■ Information given:
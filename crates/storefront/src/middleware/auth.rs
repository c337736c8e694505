//! Vendor authentication extractors.
//!
//! Vendor routes use [`RequireVendor`] for the logged-in identity and
//! [`RequireSelection`] when they also need the business being managed.

use axum::{
    extract::FromRequestParts,
    http::{StatusCode, request::Parts},
    response::{IntoResponse, Response},
};
use tower_sessions::Session;

use marketstall_core::Business;

use crate::models::{CurrentVendor, session_keys};
use crate::services::{TenantError, TenantSelection};
use crate::state::AppState;

/// Extractor that requires a logged-in vendor.
///
/// # Example
///
/// ```rust,ignore
/// async fn protected_handler(
///     RequireVendor(vendor): RequireVendor,
/// ) -> impl IntoResponse {
///     format!("Hello, {}!", vendor.email)
/// }
/// ```
pub struct RequireVendor(pub CurrentVendor);

/// Extractor that requires a logged-in vendor with a selected business.
///
/// Resolves the selection through [`TenantSelection::current_selection`], so
/// vendors with a single business never have to select it explicitly.
pub struct RequireSelection {
    pub vendor: CurrentVendor,
    pub business: Business,
}

/// Rejection from the vendor extractors.
#[derive(Debug)]
pub enum AuthRejection {
    /// No vendor in the session.
    Unauthorized,
    /// Vendor owns several businesses and has not picked one.
    SelectionRequired,
    /// The session or registry failed.
    Internal,
}

impl IntoResponse for AuthRejection {
    fn into_response(self) -> Response {
        match self {
            Self::Unauthorized => (StatusCode::UNAUTHORIZED, "login required").into_response(),
            Self::SelectionRequired => (StatusCode::CONFLICT, "selection required").into_response(),
            Self::Internal => {
                (StatusCode::INTERNAL_SERVER_ERROR, "Internal server error").into_response()
            }
        }
    }
}

fn session_from(parts: &Parts) -> Result<Session, AuthRejection> {
    // Set by SessionManagerLayer
    parts
        .extensions
        .get::<Session>()
        .cloned()
        .ok_or(AuthRejection::Internal)
}

async fn vendor_from(session: &Session) -> Result<CurrentVendor, AuthRejection> {
    session
        .get::<CurrentVendor>(session_keys::CURRENT_VENDOR)
        .await
        .ok()
        .flatten()
        .ok_or(AuthRejection::Unauthorized)
}

impl<S> FromRequestParts<S> for RequireVendor
where
    S: Send + Sync,
{
    type Rejection = AuthRejection;

    async fn from_request_parts(parts: &mut Parts, _state: &S) -> Result<Self, Self::Rejection> {
        let session = session_from(parts)?;
        Ok(Self(vendor_from(&session).await?))
    }
}

impl FromRequestParts<AppState> for RequireSelection {
    type Rejection = AuthRejection;

    async fn from_request_parts(
        parts: &mut Parts,
        state: &AppState,
    ) -> Result<Self, Self::Rejection> {
        let session = session_from(parts)?;
        let vendor = vendor_from(&session).await?;

        let tenant = TenantSelection::new(&session, state.registry(), &vendor.email);
        let business = match tenant.current_selection().await {
            Ok(Some(business)) => business,
            Ok(None) => return Err(AuthRejection::SelectionRequired),
            Err(e) => {
                log_tenant_failure(&e);
                return Err(AuthRejection::Internal);
            }
        };

        Ok(Self { vendor, business })
    }
}

fn log_tenant_failure(err: &TenantError) {
    let event_id = sentry::capture_error(err);
    tracing::error!(error = %err, sentry_event_id = %event_id, "Failed to resolve business selection");
}

/// Helper to set the current vendor in the session.
///
/// Cycles the session ID so a pre-login session cannot be reused.
///
/// # Errors
///
/// Returns an error if the session cannot be modified.
pub async fn set_current_vendor(
    session: &Session,
    vendor: &CurrentVendor,
) -> Result<(), tower_sessions::session::Error> {
    session.cycle_id().await?;
    session.insert(session_keys::CURRENT_VENDOR, vendor).await
}

/// Helper to clear the session on logout.
///
/// Removes the vendor and any business selection.
///
/// # Errors
///
/// Returns an error if the session cannot be modified.
pub async fn clear_current_vendor(session: &Session) -> Result<(), tower_sessions::session::Error> {
    session.flush().await
}
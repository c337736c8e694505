//! Tenant business records.
//!
//! A [`Business`] carries three layers of customizable settings:
//!
//! - the **baseline** fields, always present
//! - an optional **draft** override, authored in the vendor portal
//! - an optional **published** override, served by the public storefront
//!
//! Overrides are [`SettingsOverride`] values. They replace baseline fields at
//! field-object granularity: an override `theme` replaces the whole baseline
//! `theme`, even when some of its own keys are unset. Reading the layered
//! result goes through [`crate::resolver`]; the transition helpers at the
//! bottom of this module are the only code that moves data between layers.

use core::fmt;

use chrono::{DateTime, Utc};
use serde::{Deserialize, Serialize};

use crate::types::{BusinessId, Email, Slug};

/// The vendor who owns a business.
#[derive(Debug, Clone, PartialEq, Eq, Serialize, Deserialize)]
pub struct Owner {
    /// Display name.
    pub name: String,
    /// Identity used for ownership lookups.
    pub email: Email,
}

/// Storefront color scheme.
#[derive(Debug, Clone, Default, PartialEq, Eq, Serialize, Deserialize)]
pub struct Theme {
    #[serde(default, skip_serializing_if = "Option::is_none")]
    pub primary: Option<String>,
    #[serde(default, skip_serializing_if = "Option::is_none")]
    pub secondary: Option<String>,
    #[serde(default, skip_serializing_if = "Option::is_none")]
    pub accent: Option<String>,
}

impl Theme {
    /// Create a theme with all three colors set.
    #[must_use]
    pub fn new(
        primary: impl Into<String>,
        secondary: impl Into<String>,
        accent: impl Into<String>,
    ) -> Self {
        Self {
            primary: Some(primary.into()),
            secondary: Some(secondary.into()),
            accent: Some(accent.into()),
        }
    }
}

/// Public contact details for a business.
#[derive(Debug, Clone, Default, PartialEq, Eq, Serialize, Deserialize)]
pub struct Contact {
    #[serde(default, skip_serializing_if = "Option::is_none")]
    pub email: Option<String>,
    #[serde(default, skip_serializing_if = "Option::is_none")]
    pub phone: Option<String>,
    #[serde(default, skip_serializing_if = "Option::is_none")]
    pub address: Option<String>,
}

impl Contact {
    /// Create a contact block with all fields set.
    #[must_use]
    pub fn new(
        email: impl Into<String>,
        phone: impl Into<String>,
        address: impl Into<String>,
    ) -> Self {
        Self {
            email: Some(email.into()),
            phone: Some(phone.into()),
            address: Some(address.into()),
        }
    }
}

/// Social profile links, one per platform.
#[derive(Debug, Clone, Default, PartialEq, Eq, Serialize, Deserialize)]
pub struct Social {
    #[serde(default, skip_serializing_if = "Option::is_none")]
    pub facebook: Option<String>,
    #[serde(default, skip_serializing_if = "Option::is_none")]
    pub instagram: Option<String>,
    #[serde(default, skip_serializing_if = "Option::is_none")]
    pub twitter: Option<String>,
    #[serde(default, skip_serializing_if = "Option::is_none")]
    pub linkedin: Option<String>,
    #[serde(default, skip_serializing_if = "Option::is_none")]
    pub tiktok: Option<String>,
}

/// A storefront navigation entry.
#[derive(Debug, Clone, PartialEq, Eq, Serialize, Deserialize)]
pub struct NavLink {
    pub label: String,
    pub href: String,
}

impl NavLink {
    /// Create a navigation link.
    #[must_use]
    pub fn new(label: impl Into<String>, href: impl Into<String>) -> Self {
        Self {
            label: label.into(),
            href: href.into(),
        }
    }
}

/// Storefront copy and navigation.
#[derive(Debug, Clone, Default, PartialEq, Eq, Serialize, Deserialize)]
pub struct StoreSettings {
    #[serde(default, skip_serializing_if = "Option::is_none")]
    pub tagline: Option<String>,
    #[serde(default, skip_serializing_if = "Option::is_none")]
    pub footer_text: Option<String>,
    /// Ordered navigation links.
    #[serde(default)]
    pub nav_links: Vec<NavLink>,
}

/// A partial set of business settings, used for both drafts and published
/// overrides.
///
/// Every field is independent. A present field replaces the corresponding
/// baseline field as a whole; an absent field falls back to the baseline.
#[derive(Debug, Clone, Default, PartialEq, Eq, Serialize, Deserialize)]
#[serde(default, deny_unknown_fields)]
pub struct SettingsOverride {
    #[serde(skip_serializing_if = "Option::is_none")]
    pub name: Option<String>,
    #[serde(skip_serializing_if = "Option::is_none")]
    pub logo: Option<String>,
    #[serde(skip_serializing_if = "Option::is_none")]
    pub description: Option<String>,
    #[serde(skip_serializing_if = "Option::is_none")]
    pub theme: Option<Theme>,
    #[serde(skip_serializing_if = "Option::is_none")]
    pub contact: Option<Contact>,
    #[serde(skip_serializing_if = "Option::is_none")]
    pub social: Option<Social>,
    #[serde(skip_serializing_if = "Option::is_none")]
    pub settings: Option<StoreSettings>,
}

impl SettingsOverride {
    /// Returns `true` if no field is overridden.
    #[must_use]
    pub const fn is_empty(&self) -> bool {
        self.name.is_none()
            && self.logo.is_none()
            && self.description.is_none()
            && self.theme.is_none()
            && self.contact.is_none()
            && self.social.is_none()
            && self.settings.is_none()
    }

    /// Layer `patch` on top of `self`.
    ///
    /// Fields present in `patch` win wholesale; fields absent from `patch`
    /// keep their current value. Nested keys are never merged.
    #[must_use]
    pub fn merge(self, patch: Self) -> Self {
        Self {
            name: patch.name.or(self.name),
            logo: patch.logo.or(self.logo),
            description: patch.description.or(self.description),
            theme: patch.theme.or(self.theme),
            contact: patch.contact.or(self.contact),
            social: patch.social.or(self.social),
            settings: patch.settings.or(self.settings),
        }
    }
}

/// Where a business sits in the draft/publish lifecycle.
#[derive(Debug, Clone, Copy, PartialEq, Eq, Hash, Serialize, Deserialize)]
#[serde(rename_all = "SCREAMING_SNAKE_CASE")]
pub enum LifecycleState {
    /// Baseline only.
    NoDraftUnpublished,
    /// Has a draft, never published.
    DraftUnpublished,
    /// Published, no pending edits.
    PublishedNoDraft,
    /// Published, with newer unpublished edits pending.
    PublishedWithDraft,
}

impl LifecycleState {
    /// Wire name of the state.
    #[must_use]
    pub const fn as_str(self) -> &'static str {
        match self {
            Self::NoDraftUnpublished => "NO_DRAFT_UNPUBLISHED",
            Self::DraftUnpublished => "DRAFT_UNPUBLISHED",
            Self::PublishedNoDraft => "PUBLISHED_NO_DRAFT",
            Self::PublishedWithDraft => "PUBLISHED_WITH_DRAFT",
        }
    }
}

impl fmt::Display for LifecycleState {
    fn fmt(&self, f: &mut fmt::Formatter<'_>) -> fmt::Result {
        f.write_str(self.as_str())
    }
}

/// A record that breaks the publish invariant.
#[derive(thiserror::Error, Debug, Clone, PartialEq, Eq)]
pub enum InvariantViolation {
    /// `is_published` is set but there is nothing published.
    #[error("business {0} is marked published but has no published settings")]
    PublishedWithoutSettings(BusinessId),
}

/// A tenant business.
#[derive(Debug, Clone, PartialEq, Eq, Serialize, Deserialize)]
pub struct Business {
    pub id: BusinessId,
    pub slug: Slug,
    pub owner: Owner,

    // Baseline settings
    pub name: String,
    #[serde(default)]
    pub logo: String,
    #[serde(default)]
    pub description: String,
    #[serde(default)]
    pub theme: Theme,
    #[serde(default)]
    pub contact: Contact,
    #[serde(default)]
    pub social: Social,
    #[serde(default)]
    pub settings: StoreSettings,

    // Lifecycle overlays
    #[serde(default, skip_serializing_if = "Option::is_none")]
    pub draft: Option<SettingsOverride>,
    #[serde(default, skip_serializing_if = "Option::is_none")]
    pub published: Option<SettingsOverride>,
    #[serde(default)]
    pub is_published: bool,

    /// Bumped on every change; used for optimistic concurrency.
    #[serde(default)]
    pub version: u64,
    #[serde(default, skip_serializing_if = "Option::is_none")]
    pub draft_updated_at: Option<DateTime<Utc>>,
    #[serde(default, skip_serializing_if = "Option::is_none")]
    pub published_at: Option<DateTime<Utc>>,
}

impl Business {
    /// Create an unpublished business with empty baseline settings.
    #[must_use]
    pub fn new(id: BusinessId, slug: Slug, owner: Owner, name: impl Into<String>) -> Self {
        Self {
            id,
            slug,
            owner,
            name: name.into(),
            logo: String::new(),
            description: String::new(),
            theme: Theme::default(),
            contact: Contact::default(),
            social: Social::default(),
            settings: StoreSettings::default(),
            draft: None,
            published: None,
            is_published: false,
            version: 0,
            draft_updated_at: None,
            published_at: None,
        }
    }

    /// Current lifecycle state.
    #[must_use]
    ///
    /// An empty draft counts as no draft.
    pub const fn lifecycle(&self) -> LifecycleState {
        match (self.is_published, self.has_pending_draft()) {
            (false, false) => LifecycleState::NoDraftUnpublished,
            (false, true) => LifecycleState::DraftUnpublished,
            (true, false) => LifecycleState::PublishedNoDraft,
            (true, true) => LifecycleState::PublishedWithDraft,
        }
    }

    /// Returns `true` if a non-empty draft is waiting to be published.
    #[must_use]
    pub const fn has_pending_draft(&self) -> bool {
        match &self.draft {
            Some(draft) => !draft.is_empty(),
            None => false,
        }
    }

    /// Check the publish invariant.
    ///
    /// # Errors
    ///
    /// Returns [`InvariantViolation::PublishedWithoutSettings`] when
    /// `is_published` is set and `published` is absent.
    pub const fn check_invariants(&self) -> Result<(), InvariantViolation> {
        if self.is_published && self.published.is_none() {
            return Err(InvariantViolation::PublishedWithoutSettings(self.id));
        }
        Ok(())
    }

    // =========================================================================
    // Transitions
    // =========================================================================

    /// Merge `patch` into the draft, creating the draft if absent.
    ///
    /// An empty result is stored as no draft at all. Returns `true` if the
    /// draft changed.
    pub fn apply_draft_patch(&mut self, patch: SettingsOverride, now: DateTime<Utc>) -> bool {
        let merged = self.draft.clone().unwrap_or_default().merge(patch);
        let next = (!merged.is_empty()).then_some(merged);
        if self.draft == next {
            return false;
        }
        self.draft_updated_at = next.as_ref().map(|_| now);
        self.draft = next;
        true
    }

    /// Move the draft into `published` and clear it.
    ///
    /// The draft replaces the previous published override outright. Does
    /// nothing and returns `false` when the draft is absent or empty.
    pub fn promote_draft(&mut self, now: DateTime<Utc>) -> bool {
        match self.draft.take() {
            Some(draft) if !draft.is_empty() => {
                self.published = Some(draft);
                self.is_published = true;
                self.published_at = Some(now);
                self.draft_updated_at = None;
                true
            }
            untouched => {
                self.draft = untouched;
                false
            }
        }
    }

    /// Drop the draft. Returns `true` if there was one.
    pub fn clear_draft(&mut self) -> bool {
        if self.draft.take().is_some() {
            self.draft_updated_at = None;
            return true;
        }
        false
    }
}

■ What is needed: Each line of the data that includes "phone" counts once; say how many there are, giving nothing but the number.

■ Output below: 3